Saved entries
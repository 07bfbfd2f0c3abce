//! Cache configuration structures.

use std::fmt;
use std::path::Path;

use serde::{Deserialize, Serialize};

use super::error::{ConfigError, ConfigResult};
use crate::constants::{
    DEFAULT_MAX_NUM_PAGES, DEFAULT_PAGE_SIZE, LRU_POLICY_CODE, MAX_HASH_BUCKETS, MIN_HASH_BUCKETS,
};
use crate::types::PageSize;

/// Page replacement policy.
///
/// Only LRU is implemented. Other numeric codes are rejected by
/// [`ReplacementPolicy::from_code`] rather than mapped to a default.
/// Configuration files may name the policy (`"lru"`) or give its code (`0`);
/// it is always written back by name.
#[derive(Debug, Clone, Copy, PartialEq, Eq, Hash, Default, Serialize, Deserialize)]
#[serde(rename_all = "lowercase", try_from = "PolicyRepr")]
pub enum ReplacementPolicy {
    /// Least recently used.
    #[default]
    Lru,
}

impl ReplacementPolicy {
    /// Maps a numeric policy code to a policy.
    pub fn from_code(code: u32) -> ConfigResult<Self> {
        match code {
            LRU_POLICY_CODE => Ok(Self::Lru),
            other => Err(ConfigError::UnsupportedPolicy { code: other }),
        }
    }

    /// Returns the numeric code of this policy.
    #[must_use]
    pub const fn code(self) -> u32 {
        match self {
            Self::Lru => LRU_POLICY_CODE,
        }
    }
}

impl TryFrom<u32> for ReplacementPolicy {
    type Error = ConfigError;

    fn try_from(code: u32) -> ConfigResult<Self> {
        Self::from_code(code)
    }
}

impl std::str::FromStr for ReplacementPolicy {
    type Err = ConfigError;

    fn from_str(name: &str) -> ConfigResult<Self> {
        match name {
            "lru" => Ok(Self::Lru),
            other => Err(ConfigError::UnknownPolicy {
                name: other.to_string(),
            }),
        }
    }
}

/// A replacement policy as written in a configuration file.
#[derive(Debug, Deserialize)]
#[serde(untagged)]
enum PolicyRepr {
    Code(u32),
    Name(String),
}

impl TryFrom<PolicyRepr> for ReplacementPolicy {
    type Error = ConfigError;

    fn try_from(repr: PolicyRepr) -> ConfigResult<Self> {
        match repr {
            PolicyRepr::Code(code) => Self::from_code(code),
            PolicyRepr::Name(name) => name.parse(),
        }
    }
}

impl fmt::Display for ReplacementPolicy {
    fn fmt(&self, f: &mut fmt::Formatter<'_>) -> fmt::Result {
        match self {
            Self::Lru => write!(f, "lru"),
        }
    }
}

/// Configuration for a page buffer cache.
///
/// # Example
///
/// ```rust
/// use pagebuf_common::config::{CacheConfig, ReplacementPolicy};
///
/// let config = CacheConfig::from_toml_str(
///     r#"
///     page_size = 8192
///     max_num_pages = 32
///     replacement_policy = "lru"
///     "#,
/// )
/// .unwrap();
///
/// assert_eq!(config.page_size, 8192);
/// assert_eq!(config.replacement_policy, ReplacementPolicy::Lru);
/// assert_eq!(config.bucket_count(), 32);
/// ```
#[derive(Debug, Clone, PartialEq, Eq, Serialize, Deserialize)]
#[serde(try_from = "RawCacheConfig")]
pub struct CacheConfig {
    /// Page size in bytes. Must be a power of two.
    pub page_size: usize,

    /// Maximum number of resident pages. Must be at least 1.
    pub max_num_pages: usize,

    /// Replacement policy.
    pub replacement_policy: ReplacementPolicy,

    /// Number of hash index buckets. Derived from `max_num_pages` when unset.
    #[serde(skip_serializing_if = "Option::is_none")]
    pub hash_buckets: Option<usize>,

    /// Length, in pages, from which a run of whole pages skips the cache.
    /// Defaults to `max_num_pages`.
    #[serde(skip_serializing_if = "Option::is_none")]
    pub bypass_pages: Option<usize>,
}

/// On-disk form of [`CacheConfig`], before the policy is resolved.
#[derive(Debug, Deserialize)]
struct RawCacheConfig {
    #[serde(default = "default_page_size")]
    page_size: usize,
    #[serde(default = "default_max_num_pages")]
    max_num_pages: usize,
    #[serde(default)]
    replacement_policy: Option<PolicyRepr>,
    #[serde(default)]
    hash_buckets: Option<usize>,
    #[serde(default)]
    bypass_pages: Option<usize>,
}

impl TryFrom<RawCacheConfig> for CacheConfig {
    type Error = ConfigError;

    fn try_from(raw: RawCacheConfig) -> ConfigResult<Self> {
        let replacement_policy = match raw.replacement_policy {
            Some(repr) => ReplacementPolicy::try_from(repr)?,
            None => ReplacementPolicy::default(),
        };
        Ok(Self {
            page_size: raw.page_size,
            max_num_pages: raw.max_num_pages,
            replacement_policy,
            hash_buckets: raw.hash_buckets,
            bypass_pages: raw.bypass_pages,
        })
    }
}

fn default_page_size() -> usize {
    DEFAULT_PAGE_SIZE
}

fn default_max_num_pages() -> usize {
    DEFAULT_MAX_NUM_PAGES
}

impl Default for CacheConfig {
    fn default() -> Self {
        Self::new(DEFAULT_PAGE_SIZE, DEFAULT_MAX_NUM_PAGES)
    }
}

impl CacheConfig {
    /// Creates a configuration with the given geometry and the LRU policy.
    #[must_use]
    pub fn new(page_size: usize, max_num_pages: usize) -> Self {
        Self {
            page_size,
            max_num_pages,
            replacement_policy: ReplacementPolicy::Lru,
            hash_buckets: None,
            bypass_pages: None,
        }
    }

    /// Sets the replacement policy.
    #[must_use]
    pub fn with_policy(mut self, policy: ReplacementPolicy) -> Self {
        self.replacement_policy = policy;
        self
    }

    /// Sets the replacement policy from its numeric code.
    pub fn with_policy_code(self, code: u32) -> ConfigResult<Self> {
        Ok(self.with_policy(ReplacementPolicy::from_code(code)?))
    }

    /// Sets an explicit hash bucket count.
    #[must_use]
    pub fn with_hash_buckets(mut self, buckets: usize) -> Self {
        self.hash_buckets = Some(buckets);
        self
    }

    /// Sets the run length from which whole pages skip the cache.
    #[must_use]
    pub fn with_bypass_pages(mut self, pages: usize) -> Self {
        self.bypass_pages = Some(pages);
        self
    }

    /// Parses a configuration from TOML text.
    ///
    /// An unsupported policy code fails with
    /// [`ConfigError::UnsupportedPolicy`] rather than a parse error.
    pub fn from_toml_str(content: &str) -> ConfigResult<Self> {
        let raw: RawCacheConfig = toml::from_str(content)?;
        let config = Self::try_from(raw)?;
        config.validate()?;
        Ok(config)
    }

    /// Loads a configuration from a TOML file.
    pub fn from_file(path: impl AsRef<Path>) -> ConfigResult<Self> {
        let path = path.as_ref();
        let content = std::fs::read_to_string(path).map_err(|e| ConfigError::io(path, e))?;
        Self::from_toml_str(&content)
    }

    /// Writes the configuration to a TOML file.
    pub fn save(&self, path: impl AsRef<Path>) -> ConfigResult<()> {
        let path = path.as_ref();
        let content = self.to_toml()?;
        std::fs::write(path, content).map_err(|e| ConfigError::io(path, e))
    }

    /// Serializes the configuration to TOML.
    pub fn to_toml(&self) -> ConfigResult<String> {
        Ok(toml::to_string_pretty(self)?)
    }

    /// Returns the validated page size.
    pub fn page_size(&self) -> ConfigResult<PageSize> {
        PageSize::new(self.page_size)
    }

    /// Returns the number of hash buckets the cache will use.
    #[must_use]
    pub fn bucket_count(&self) -> usize {
        self.hash_buckets.unwrap_or_else(|| {
            self.max_num_pages
                .checked_next_power_of_two()
                .unwrap_or(MAX_HASH_BUCKETS)
                .clamp(MIN_HASH_BUCKETS, MAX_HASH_BUCKETS)
        })
    }

    /// Returns the number of whole pages from which a run is transferred
    /// directly between client and backing store. Never less than 1.
    #[must_use]
    pub fn bypass_threshold(&self) -> usize {
        self.bypass_pages.unwrap_or(self.max_num_pages).max(1)
    }

    /// Returns the memory taken by page buffers when the cache is full.
    #[must_use]
    pub fn memory_usage(&self) -> usize {
        self.max_num_pages.saturating_mul(self.page_size)
    }

    /// Validates the configuration.
    pub fn validate(&self) -> ConfigResult<()> {
        PageSize::new(self.page_size)?;
        if self.max_num_pages == 0 {
            return Err(ConfigError::ZeroCapacity);
        }
        if let Some(buckets) = self.hash_buckets {
            if !buckets.is_power_of_two() || buckets > MAX_HASH_BUCKETS {
                return Err(ConfigError::InvalidBucketCount { buckets });
            }
        }
        Ok(())
    }
}
impl<S: PageStore> PageBuffer<S> {
    /// Reads `buf.len()` bytes starting at `addr`.
    pub fn read(&mut self, addr: u64, buf: &mut [u8]) -> CacheResult<()> {
        self.check_open()?;
        let len = buf.len() as u64;
        let mut io = IoStats::default();
        let result = self.transfer(addr, Transfer::Read(buf), &mut io);

        self.stats.reads += 1;
        if result.is_ok() {
            self.stats.bytes_read += len;
        }
        self.stats.merge(&io);
        result
    }

    /// Writes all of `buf` starting at `addr`.
    pub fn write(&mut self, addr: u64, buf: &[u8]) -> CacheResult<()> {
        self.check_open()?;
        let len = buf.len() as u64;
        let mut io = IoStats::default();
        let result = self.transfer(addr, Transfer::Write(buf), &mut io);

        self.stats.writes += 1;
        if result.is_ok() {
            self.stats.bytes_written += len;
        }
        self.stats.merge(&io);
        result
    }

    /// Writes back the page containing `addr` if it is cached and dirty.
    ///
    /// Returns true if a write-back happened.
    pub fn flush_page(&mut self, addr: u64) -> CacheResult<bool> {
        self.check_open()?;
        let mut io = IoStats::default();
        let result = match self.lookup(addr, &mut io) {
            Some(handle) => write_back(&mut self.store, &mut self.pages[handle.index()]),
            None => Ok(false),
        };
        if let Ok(true) = result {
            io.flushed_pages += 1;
        }
        self.stats.merge(&io);
        result
    }

    /// Writes back and drops the page containing `addr`.
    ///
    /// Returns true if the page was cached.
    pub fn evict_page(&mut self, addr: u64) -> CacheResult<bool> {
        self.check_open()?;
        let mut io = IoStats::default();
        let result = self.evict_cached(addr, &mut io);
        self.stats.merge(&io);
        result
    }

    /// Drops the cached copy of the page containing `addr` without writing
    /// it back. Unflushed modifications to that page are lost.
    ///
    /// Returns true if the page was cached.
    pub fn invalidate(&mut self, addr: u64) -> CacheResult<bool> {
        self.check_open()?;
        let mut io = IoStats::default();
        let handle = self.lookup(addr, &mut io);
        if let Some(handle) = handle {
            self.invalidate_page(handle, &mut io);
        }
        self.stats.merge(&io);
        Ok(handle.is_some())
    }

    /// Returns true if the page containing `addr` is cached and valid.
    pub fn contains(&self, addr: u64) -> bool {
        self.find(addr).is_some()
    }

    /// Returns true if the page containing `addr` is cached and dirty.
    pub fn is_dirty(&self, addr: u64) -> bool {
        self.find(addr)
            .is_some_and(|handle| self.pages[handle.index()].is_dirty())
    }

    /// Returns the number of resident pages, invalidated ones included.
    #[inline]
    pub fn resident_pages(&self) -> usize {
        self.resident
    }

    /// Returns the number of resident pages awaiting write-back.
    pub fn dirty_pages(&self) -> usize {
        self.lru
            .iter()
            .filter(|h| self.pages[h.index()].needs_write_back())
            .count()
    }

    /// Returns the offsets of resident pages, most recently used first.
    pub fn eviction_order(&self) -> Vec<u64> {
        self.lru
            .iter()
            .map(|h| self.pages[h.index()].offset())
            .collect()
    }

    /// Returns the page size.
    #[inline]
    pub fn page_size(&self) -> PageSize {
        self.page_size
    }

    /// Returns the maximum number of resident pages.
    #[inline]
    pub fn capacity(&self) -> usize {
        self.config.max_num_pages
    }

    /// Returns the configuration.
    #[inline]
    pub fn config(&self) -> &CacheConfig {
        &self.config
    }

    /// Returns the cumulative statistics.
    #[inline]
    pub fn stats(&self) -> &CacheStats {
        &self.stats
    }

    /// Resets the cumulative statistics.
    pub fn reset_stats(&mut self) {
        self.stats.reset();
    }

    /// Returns the backing store.
    #[inline]
    pub fn store(&self) -> &S {
        &self.store
    }

    /// Returns the backing store mutably. Changes made through it bypass
    /// the cache.
    #[inline]
    pub fn store_mut(&mut self) -> &mut S {
        &mut self.store
    }

    /// Returns true once the cache has been closed.
    #[inline]
    pub fn is_closed(&self) -> bool {
        self.closed
    }

    fn check_open(&self) -> CacheResult<()> {
        if self.closed {
            Err(CacheError::Closed)
        } else {
            Ok(())
        }
    }

    fn transfer(&mut self, addr: u64, mut xfer: Transfer<'_>, io: &mut IoStats) -> CacheResult<()> {
        let split = RequestSplit::new(self.page_size, addr, xfer.len())?;

        if let Some(head) = split.head {
            self.transfer_partial(head, &mut xfer, io)?;
        }
        if let Some(run) = split.middle {
            if run.pages >= self.config.bypass_threshold() {
                match &mut xfer {
                    Transfer::Read(buf) => self.read_run(run, buf, io)?,
                    Transfer::Write(buf) => self.write_run(run, buf, io)?,
                }
            } else {
                self.transfer_cached_run(run, &mut xfer, io)?;
            }
        }
        if let Some(tail) = split.tail {
            self.transfer_partial(tail, &mut xfer, io)?;
        }
        Ok(())
    }

    fn transfer_partial(
        &mut self,
        piece: PartialPage,
        xfer: &mut Transfer<'_>,
        io: &mut IoStats,
    ) -> CacheResult<()> {
        // A page about to be overwritten in full need not be read first.
        let overwrite = matches!(xfer, Transfer::Write(_)) && piece.len == self.page_size.bytes();
        let handle = self.resolve_or_load(piece.page, !overwrite, io)?;
        let mut guard = BusyGuard::new(&mut self.pages[handle.index()]);
        match xfer {
            Transfer::Read(buf) => guard.copy_out(piece.in_page, &mut buf[piece.buf_range()]),
            Transfer::Write(buf) => guard.copy_in(piece.in_page, &buf[piece.buf_range()]),
        }
        Ok(())
    }

    /// Moves a short run of whole pages through the cache, one page at a
    /// time.
    fn transfer_cached_run(
        &mut self,
        run: PageRun,
        xfer: &mut Transfer<'_>,
        io: &mut IoStats,
    ) -> CacheResult<()> {
        for i in 0..run.pages {
            let piece = PartialPage {
                page: run.page(self.page_size, i),
                in_page: 0,
                len: self.page_size.bytes(),
                buf_offset: run.buf_offset_of(self.page_size, i),
            };
            self.transfer_partial(piece, xfer, io)?;
        }
        Ok(())
    }

    /// Reads whole pages, serving cached ones from the cache and batching
    /// contiguous uncached ones into single store reads.
    ///
    /// Cached pages are copied out and touched only after every store read
    /// has succeeded, so a failed read leaves the replacement order as it was.
    fn read_run(&mut self, run: PageRun, buf: &mut [u8], io: &mut IoStats) -> CacheResult<()> {
        let page_bytes = self.page_size.bytes();
        let mut direct: Option<PageRun> = None;
        let mut cached = Vec::new();

        for i in 0..run.pages {
            let offset = run.page(self.page_size, i);
            let buf_offset = run.buf_offset_of(self.page_size, i);

            let probe = self.index.search(offset);
            io.record_probe(probe.depth);
            match probe.handle {
                Some(handle) => {
                    if let Some(pending) = direct.take() {
                        self.read_direct(pending, buf, io)?;
                    }
                    cached.push((handle, buf_offset));
                }
                None => {
                    let pending = direct.get_or_insert(PageRun {
                        start: offset,
                        pages: 0,
                        buf_offset,
                    });
                    pending.pages += 1;
                }
            }
        }
        if let Some(pending) = direct {
            self.read_direct(pending, buf, io)?;
        }

        for (handle, buf_offset) in cached {
            self.lru.touch(handle);
            io.hits += 1;
            BusyGuard::new(&mut self.pages[handle.index()])
                .copy_out(0, &mut buf[buf_offset..buf_offset + page_bytes]);
        }
        Ok(())
    }

    fn read_direct(&mut self, run: PageRun, buf: &mut [u8], io: &mut IoStats) -> CacheResult<()> {
        let bytes = run.bytes(self.page_size);
        self.store
            .read(run.start, &mut buf[run.buf_offset..run.buf_offset + bytes])?;
        io.direct_page_reads += run.pages as u64;
        trace!(offset = run.start, pages = run.pages, "direct read");
        Ok(())
    }

    /// Writes whole pages straight to the store, invalidating any cached
    /// copies first.
    fn write_run(&mut self, run: PageRun, buf: &[u8], io: &mut IoStats) -> CacheResult<()> {
        for i in 0..run.pages {
            let offset = run.page(self.page_size, i);
            let probe = self.index.search(offset);
            io.record_probe(probe.depth);
            if let Some(handle) = probe.handle {
                self.invalidate_page(handle, io);
            }
        }

        let bytes = run.bytes(self.page_size);
        self.store
            .write(run.start, &buf[run.buf_offset..run.buf_offset + bytes])?;
        io.direct_page_writes += run.pages as u64;
        trace!(offset = run.start, pages = run.pages, "direct write");
        Ok(())
    }

    /// Returns the cached page at the page-aligned `offset`.
    ///
    /// On a miss the page is read from the store when `load` is set; when it
    /// is not, the caller must overwrite the whole buffer.
    fn resolve_or_load(
        &mut self,
        offset: u64,
        load: bool,
        io: &mut IoStats,
    ) -> CacheResult<PageHandle> {
        let probe = self.index.search(offset);
        io.record_probe(probe.depth);
        if let Some(handle) = probe.handle {
            self.lru.touch(handle);
            io.hits += 1;
            trace!(offset, handle = %handle, "page hit");
            return Ok(handle);
        }

        io.misses += 1;
        let handle = self.acquire_page(io)?;
        let page = &mut self.pages[handle.index()];
        page.reset(offset);
        let loaded = if load {
            let mut guard = BusyGuard::new(page);
            self.store.read(offset, guard.buffer_mut())
        } else {
            Ok(())
        };
        if let Err(e) = loaded {
            debug!(offset, error = %e, "page load failed");
            self.free.push(handle);
            return Err(e.into());
        }

        let depth = self.index.insert(handle, offset);
        io.observe_bucket_depth(depth);
        self.lru.prepend(handle);
        self.resident += 1;
        trace!(offset, handle = %handle, "page loaded");
        Ok(handle)
    }

    /// Returns a detached header: recycled, freshly allocated, or evicted.
    fn acquire_page(&mut self, io: &mut IoStats) -> CacheResult<PageHandle> {
        if self.resident < self.config.max_num_pages {
            if let Some(handle) = self.free.pop() {
                return Ok(handle);
            }
            return self.allocate_page(io);
        }
        self.evict(io)
    }

    fn allocate_page(&mut self, io: &mut IoStats) -> CacheResult<PageHandle> {
        let bytes = self.page_size.bytes();
        let mut data = Vec::new();
        data.try_reserve_exact(bytes)
            .map_err(|_| CacheError::allocation_failed(bytes))?;
        data.resize(bytes, 0u8);
        self.pages
            .try_reserve(1)
            .map_err(|_| CacheError::allocation_failed(bytes))?;

        let handle = PageHandle::new(self.pages.len());
        self.pages.push(PageHeader::new(data.into_boxed_slice()));
        io.allocations += 1;
        trace!(handle = %handle, bytes, "allocated page buffer");
        Ok(handle)
    }

    /// Reclaims the least recently used page that is not busy.
    fn evict(&mut self, io: &mut IoStats) -> CacheResult<PageHandle> {
        let pages = &self.pages;
        let Some(victim) = self.lru.select_victim(|h| pages[h.index()].is_busy()) else {
            error!(resident = self.resident, "no evictable page");
            return Err(IntegrityError::NoEvictablePage {
                resident: self.resident,
            }
            .into());
        };
        io.busy_skips += victim.skipped as u64;

        let handle = victim.handle;
        if write_back(&mut self.store, &mut self.pages[handle.index()])? {
            io.dirty_writebacks += 1;
        }
        self.detach(handle);
        io.evictions += 1;
        debug!(offset = self.pages[handle.index()].offset(), handle = %handle, "evicted page");
        Ok(handle)
    }

    fn evict_cached(&mut self, addr: u64, io: &mut IoStats) -> CacheResult<bool> {
        let Some(handle) = self.lookup(addr, io) else {
            return Ok(false);
        };
        if write_back(&mut self.store, &mut self.pages[handle.index()])? {
            io.dirty_writebacks += 1;
        }
        self.detach(handle);
        self.free.push(handle);
        io.evictions += 1;
        debug!(offset = self.pages[handle.index()].offset(), "dropped page");
        Ok(true)
    }

    /// Marks a page invalid, unindexes it and moves it to the eviction end.
    fn invalidate_page(&mut self, handle: PageHandle, io: &mut IoStats) {
        let page = &mut self.pages[handle.index()];
        page.invalidate();
        self.index.remove(handle);
        self.lru.remove(handle);
        self.lru.append(handle);
        io.invalidations += 1;
        debug!(offset = page.offset(), "invalidated page");
    }

    /// Unlinks a resident page from both the index and the list.
    fn detach(&mut self, handle: PageHandle) {
        self.index.remove(handle);
        self.lru.remove(handle);
        self.resident -= 1;
    }

    fn lookup(&self, addr: u64, io: &mut IoStats) -> Option<PageHandle> {
        let probe = self.index.search(self.page_size.align_down(addr));
        io.record_probe(probe.depth);
        probe.handle
    }

    fn find(&self, addr: u64) -> Option<PageHandle> {
        self.index.search(self.page_size.align_down(addr)).handle
    }
}
//! Core types shared across pagebuf.

mod page;

pub use page::{PageNumber, PageSize};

What the task asks –
Up to and including the line with "to a policy.", output each line of the entries above exactly, starting from the first.

Answer area –
repository 07bfbfd2f0c3abce
//! Cache configuration structures.

use std::fmt;
use std::path::Path;

use serde::{Deserialize, Serialize};

use super::error::{ConfigError, ConfigResult};
use crate::constants::{
    DEFAULT_MAX_NUM_PAGES, DEFAULT_PAGE_SIZE, LRU_POLICY_CODE, MAX_HASH_BUCKETS, MIN_HASH_BUCKETS,
};
use crate::types::PageSize;

/// Page replacement policy.
///
/// Only LRU is implemented. Other numeric codes are rejected by
/// [`ReplacementPolicy::from_code`] rather than mapped to a default.
/// Configuration files may name the policy (`"lru"`) or give its code (`0`);
/// it is always written back by name.
#[derive(Debug, Clone, Copy, PartialEq, Eq, Hash, Default, Serialize, Deserialize)]
#[serde(rename_all = "lowercase", try_from = "PolicyRepr")]
pub enum ReplacementPolicy {
    /// Least recently used.
    #[default]
    Lru,
}

impl ReplacementPolicy {
    /// Maps a numeric policy code to a policy.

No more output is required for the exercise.